In general, this type of problem is called a regression problem since the target variable (i.e. travel time) can take any value in a continuous domain. In theory, you can use any regression algorithms (a subset supervised learning techniques) to solve this problem. Some of the most popular ones are linear regression, K-nearest neighbor (regressor), and neural networks.
As you observed already, different algorithms result in (sometimes significantly) different results. Also, the parameter configurations (e.g., number of hidden layers in Neural Networks) can make a big difference. Sometimes, ensembling different models can be helpful, but in general, you should try to avoid overfitting (when your model is more complex than your data such that it memorizes the training set instead of learning it!). That may result in a very good performance on your training set but perform very poorly on your professor's testing set.
What I would do is:
- exploring the dataset to see what are the contributing factor in travel time (any correlation between the columns).
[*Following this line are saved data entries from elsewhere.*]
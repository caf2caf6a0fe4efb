use std::collections::HashMap;

/// Transient state of one render.
///
/// Holds the per-level, per-instance input positions used by stateful
/// keywords such as `Join`. A pass must not be shared between two renders:
/// positions left over from an earlier render would make the first item of
/// the next one look like a later item.
#[derive(Debug, Default)]
pub struct RenderPass {
    positions: HashMap<(usize, usize), usize>,
}

impl RenderPass {
    pub fn new() -> Self {
        Self::default()
    }

    /// A section at `level` is starting; forget positions at that level and
    /// every deeper one.
    pub fn enter_block(&mut self, level: usize) {
        self.positions.retain(|(l, _), _| *l < level);
    }

    /// Return the current position of a keyword instance and advance it.
    pub fn next_position(&mut self, level: usize, instance: usize) -> usize {
        let position = self.positions.entry((level, instance)).or_insert(0);
        let current = *position;
        *position += 1;
        current
    }

    pub fn is_empty(&self) -> bool {
        self.positions.is_empty()
    }
}

#[cfg(test)]
mod tests {
    use super::*;

    #[test]
    fn test_positions_advance_per_instance() {
        let mut pass = RenderPass::new();
        assert_eq!(pass.next_position(1, 10), 0);
        assert_eq!(pass.next_position(1, 10), 1);
        assert_eq!(pass.next_position(1, 20), 0);
        assert_eq!(pass.next_position(2, 10), 0);
    }

    #[test]
    fn test_enter_block_clears_level_and_deeper() {
        let mut pass = RenderPass::new();
        pass.next_position(0, 1);
        pass.next_position(1, 1);
        pass.next_position(2, 1);

        pass.enter_block(1);

        assert_eq!(pass.next_position(0, 1), 1);
        assert_eq!(pass.next_position(1, 1), 0);
        assert_eq!(pass.next_position(2, 1), 0);
    }
}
- cleaning and preprocessing my dataset (duplicates, null values, outliers)
- reshaping my dataset if needed (normalizing some columns, merging or splitting columns)
- dividing my dataset to training and evaluation subsets (so I train on one part and test on the other part to avoid overfitting)
- choosing a simple baseline, applying and measuring the accuracy metrics.
- trying to fine tune parameters of my baseline or trying other more advanced techniques.
- comparing the results and improving any part of the pipeline when necessary (more/less cleaning, parameter tuning, ensembling).